Listed entries Block Start

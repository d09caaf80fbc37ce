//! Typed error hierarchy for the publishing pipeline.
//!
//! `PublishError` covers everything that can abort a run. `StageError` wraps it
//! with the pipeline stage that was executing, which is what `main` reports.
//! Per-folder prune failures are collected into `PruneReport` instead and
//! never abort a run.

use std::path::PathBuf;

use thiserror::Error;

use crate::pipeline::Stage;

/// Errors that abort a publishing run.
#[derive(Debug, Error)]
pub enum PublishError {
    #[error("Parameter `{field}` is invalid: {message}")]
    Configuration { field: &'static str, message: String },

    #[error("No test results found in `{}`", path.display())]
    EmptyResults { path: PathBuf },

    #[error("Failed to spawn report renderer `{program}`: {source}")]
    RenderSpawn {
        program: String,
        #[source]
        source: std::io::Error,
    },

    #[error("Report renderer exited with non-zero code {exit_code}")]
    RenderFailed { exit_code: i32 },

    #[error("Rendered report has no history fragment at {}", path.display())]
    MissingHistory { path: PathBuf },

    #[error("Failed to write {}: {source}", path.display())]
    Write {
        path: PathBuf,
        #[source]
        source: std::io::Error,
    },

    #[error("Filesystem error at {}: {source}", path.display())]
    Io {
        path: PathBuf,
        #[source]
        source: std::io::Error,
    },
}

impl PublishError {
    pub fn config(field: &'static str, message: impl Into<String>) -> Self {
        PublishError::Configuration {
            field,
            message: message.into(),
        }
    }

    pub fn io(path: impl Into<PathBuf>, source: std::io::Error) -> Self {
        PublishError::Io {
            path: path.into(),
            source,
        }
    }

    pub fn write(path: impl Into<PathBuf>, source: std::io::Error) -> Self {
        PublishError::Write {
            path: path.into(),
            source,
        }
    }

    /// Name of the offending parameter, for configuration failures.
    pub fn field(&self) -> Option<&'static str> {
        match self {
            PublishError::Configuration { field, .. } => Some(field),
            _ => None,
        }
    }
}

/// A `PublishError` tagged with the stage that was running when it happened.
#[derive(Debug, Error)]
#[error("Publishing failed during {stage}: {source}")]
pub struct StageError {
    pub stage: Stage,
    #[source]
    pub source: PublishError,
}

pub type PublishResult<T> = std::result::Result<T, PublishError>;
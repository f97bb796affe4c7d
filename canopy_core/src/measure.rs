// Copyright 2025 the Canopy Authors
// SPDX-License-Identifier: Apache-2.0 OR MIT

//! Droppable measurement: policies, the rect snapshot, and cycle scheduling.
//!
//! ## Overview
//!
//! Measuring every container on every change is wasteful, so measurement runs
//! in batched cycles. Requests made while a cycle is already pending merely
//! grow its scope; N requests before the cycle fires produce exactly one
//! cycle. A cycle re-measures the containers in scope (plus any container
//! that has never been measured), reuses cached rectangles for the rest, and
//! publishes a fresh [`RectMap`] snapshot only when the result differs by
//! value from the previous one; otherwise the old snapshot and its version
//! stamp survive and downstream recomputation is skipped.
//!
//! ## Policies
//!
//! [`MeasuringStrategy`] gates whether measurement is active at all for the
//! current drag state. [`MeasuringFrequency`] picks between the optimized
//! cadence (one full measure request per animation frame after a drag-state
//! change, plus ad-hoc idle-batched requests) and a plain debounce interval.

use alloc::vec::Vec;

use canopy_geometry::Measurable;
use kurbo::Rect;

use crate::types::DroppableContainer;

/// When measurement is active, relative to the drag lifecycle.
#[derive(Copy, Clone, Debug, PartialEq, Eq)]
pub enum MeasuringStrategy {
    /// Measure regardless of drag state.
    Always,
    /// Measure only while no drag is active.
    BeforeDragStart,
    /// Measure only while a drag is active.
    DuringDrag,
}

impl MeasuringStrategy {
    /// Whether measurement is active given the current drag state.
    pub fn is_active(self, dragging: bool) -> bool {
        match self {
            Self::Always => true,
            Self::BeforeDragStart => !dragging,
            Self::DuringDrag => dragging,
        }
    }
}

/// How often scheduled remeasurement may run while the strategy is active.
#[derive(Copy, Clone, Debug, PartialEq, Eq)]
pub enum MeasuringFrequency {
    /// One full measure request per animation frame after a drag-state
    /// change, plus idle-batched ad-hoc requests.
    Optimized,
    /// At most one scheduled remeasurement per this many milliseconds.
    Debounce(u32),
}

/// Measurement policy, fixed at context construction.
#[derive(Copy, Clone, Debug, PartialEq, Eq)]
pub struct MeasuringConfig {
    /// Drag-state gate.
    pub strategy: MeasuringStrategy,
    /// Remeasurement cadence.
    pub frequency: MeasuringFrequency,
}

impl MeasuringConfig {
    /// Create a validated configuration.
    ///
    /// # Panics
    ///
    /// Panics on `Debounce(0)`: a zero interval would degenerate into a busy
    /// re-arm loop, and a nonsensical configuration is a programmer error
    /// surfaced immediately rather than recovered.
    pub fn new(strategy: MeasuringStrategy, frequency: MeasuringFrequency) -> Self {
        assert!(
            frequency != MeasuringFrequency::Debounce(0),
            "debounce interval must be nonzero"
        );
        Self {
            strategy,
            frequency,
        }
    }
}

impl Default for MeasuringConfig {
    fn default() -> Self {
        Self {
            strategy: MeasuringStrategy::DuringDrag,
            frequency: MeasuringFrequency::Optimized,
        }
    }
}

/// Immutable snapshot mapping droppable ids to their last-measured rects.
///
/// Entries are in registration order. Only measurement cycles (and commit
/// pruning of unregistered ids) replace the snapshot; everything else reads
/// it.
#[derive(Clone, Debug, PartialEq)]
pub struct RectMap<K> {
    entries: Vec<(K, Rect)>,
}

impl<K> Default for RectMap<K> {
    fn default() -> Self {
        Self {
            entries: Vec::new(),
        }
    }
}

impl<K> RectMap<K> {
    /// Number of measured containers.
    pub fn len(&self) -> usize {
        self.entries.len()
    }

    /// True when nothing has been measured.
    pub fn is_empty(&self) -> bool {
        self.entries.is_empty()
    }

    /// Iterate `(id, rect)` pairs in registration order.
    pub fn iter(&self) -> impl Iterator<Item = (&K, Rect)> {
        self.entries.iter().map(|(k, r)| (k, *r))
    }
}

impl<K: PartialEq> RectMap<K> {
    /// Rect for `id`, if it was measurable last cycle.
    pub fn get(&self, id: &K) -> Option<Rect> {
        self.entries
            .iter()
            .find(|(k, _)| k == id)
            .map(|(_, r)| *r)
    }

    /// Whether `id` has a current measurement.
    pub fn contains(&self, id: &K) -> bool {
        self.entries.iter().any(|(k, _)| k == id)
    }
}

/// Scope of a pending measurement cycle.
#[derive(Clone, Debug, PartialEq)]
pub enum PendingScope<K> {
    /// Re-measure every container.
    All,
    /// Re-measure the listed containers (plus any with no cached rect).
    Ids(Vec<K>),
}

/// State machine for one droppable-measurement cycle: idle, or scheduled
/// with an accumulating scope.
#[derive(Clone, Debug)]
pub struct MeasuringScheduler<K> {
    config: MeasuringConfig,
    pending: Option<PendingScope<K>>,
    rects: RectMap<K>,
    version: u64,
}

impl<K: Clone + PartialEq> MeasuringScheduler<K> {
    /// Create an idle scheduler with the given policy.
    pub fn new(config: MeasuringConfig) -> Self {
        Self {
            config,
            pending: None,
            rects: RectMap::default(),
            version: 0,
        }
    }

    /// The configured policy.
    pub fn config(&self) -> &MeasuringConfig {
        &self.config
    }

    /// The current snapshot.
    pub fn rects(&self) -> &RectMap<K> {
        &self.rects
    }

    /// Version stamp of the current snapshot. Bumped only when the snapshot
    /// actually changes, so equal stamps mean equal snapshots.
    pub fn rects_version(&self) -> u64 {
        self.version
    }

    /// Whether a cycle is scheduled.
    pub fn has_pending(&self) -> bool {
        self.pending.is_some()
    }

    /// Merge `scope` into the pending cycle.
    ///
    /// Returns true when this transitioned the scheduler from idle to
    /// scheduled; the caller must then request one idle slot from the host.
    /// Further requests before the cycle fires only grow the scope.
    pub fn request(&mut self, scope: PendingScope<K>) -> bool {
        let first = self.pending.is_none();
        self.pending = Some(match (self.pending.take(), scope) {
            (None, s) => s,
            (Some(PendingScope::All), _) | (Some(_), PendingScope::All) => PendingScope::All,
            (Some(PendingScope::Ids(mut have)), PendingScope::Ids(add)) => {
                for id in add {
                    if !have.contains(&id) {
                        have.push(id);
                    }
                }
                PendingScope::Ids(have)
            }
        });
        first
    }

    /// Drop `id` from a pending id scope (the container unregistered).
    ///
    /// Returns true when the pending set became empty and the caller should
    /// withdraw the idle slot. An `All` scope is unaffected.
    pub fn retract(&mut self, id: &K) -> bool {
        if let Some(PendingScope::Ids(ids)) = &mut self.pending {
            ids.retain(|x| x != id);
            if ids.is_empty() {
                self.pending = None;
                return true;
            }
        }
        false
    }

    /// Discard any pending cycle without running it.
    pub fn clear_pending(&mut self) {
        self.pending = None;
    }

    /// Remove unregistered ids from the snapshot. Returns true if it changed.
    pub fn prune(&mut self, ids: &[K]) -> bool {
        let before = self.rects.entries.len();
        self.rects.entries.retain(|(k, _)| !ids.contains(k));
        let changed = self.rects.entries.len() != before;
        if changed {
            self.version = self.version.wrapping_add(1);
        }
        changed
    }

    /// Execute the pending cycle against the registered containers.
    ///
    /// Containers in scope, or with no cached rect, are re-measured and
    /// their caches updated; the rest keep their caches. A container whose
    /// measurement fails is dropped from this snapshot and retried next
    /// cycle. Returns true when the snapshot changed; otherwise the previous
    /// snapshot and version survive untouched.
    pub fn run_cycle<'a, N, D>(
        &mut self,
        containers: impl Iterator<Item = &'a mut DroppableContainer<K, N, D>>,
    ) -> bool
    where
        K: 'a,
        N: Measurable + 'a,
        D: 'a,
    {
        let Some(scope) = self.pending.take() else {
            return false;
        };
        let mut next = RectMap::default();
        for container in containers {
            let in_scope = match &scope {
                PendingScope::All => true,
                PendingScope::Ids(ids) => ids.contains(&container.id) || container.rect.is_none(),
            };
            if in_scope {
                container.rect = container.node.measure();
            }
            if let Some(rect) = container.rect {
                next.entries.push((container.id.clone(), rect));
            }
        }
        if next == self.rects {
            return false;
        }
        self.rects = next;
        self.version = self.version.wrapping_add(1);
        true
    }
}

Listed entries Block End

> **Requirement**: Spot the lines above that mention "Create" and copy them.

> **Result**:
    /// Create a validated configuration.
    /// Create an idle scheduler with the given policy.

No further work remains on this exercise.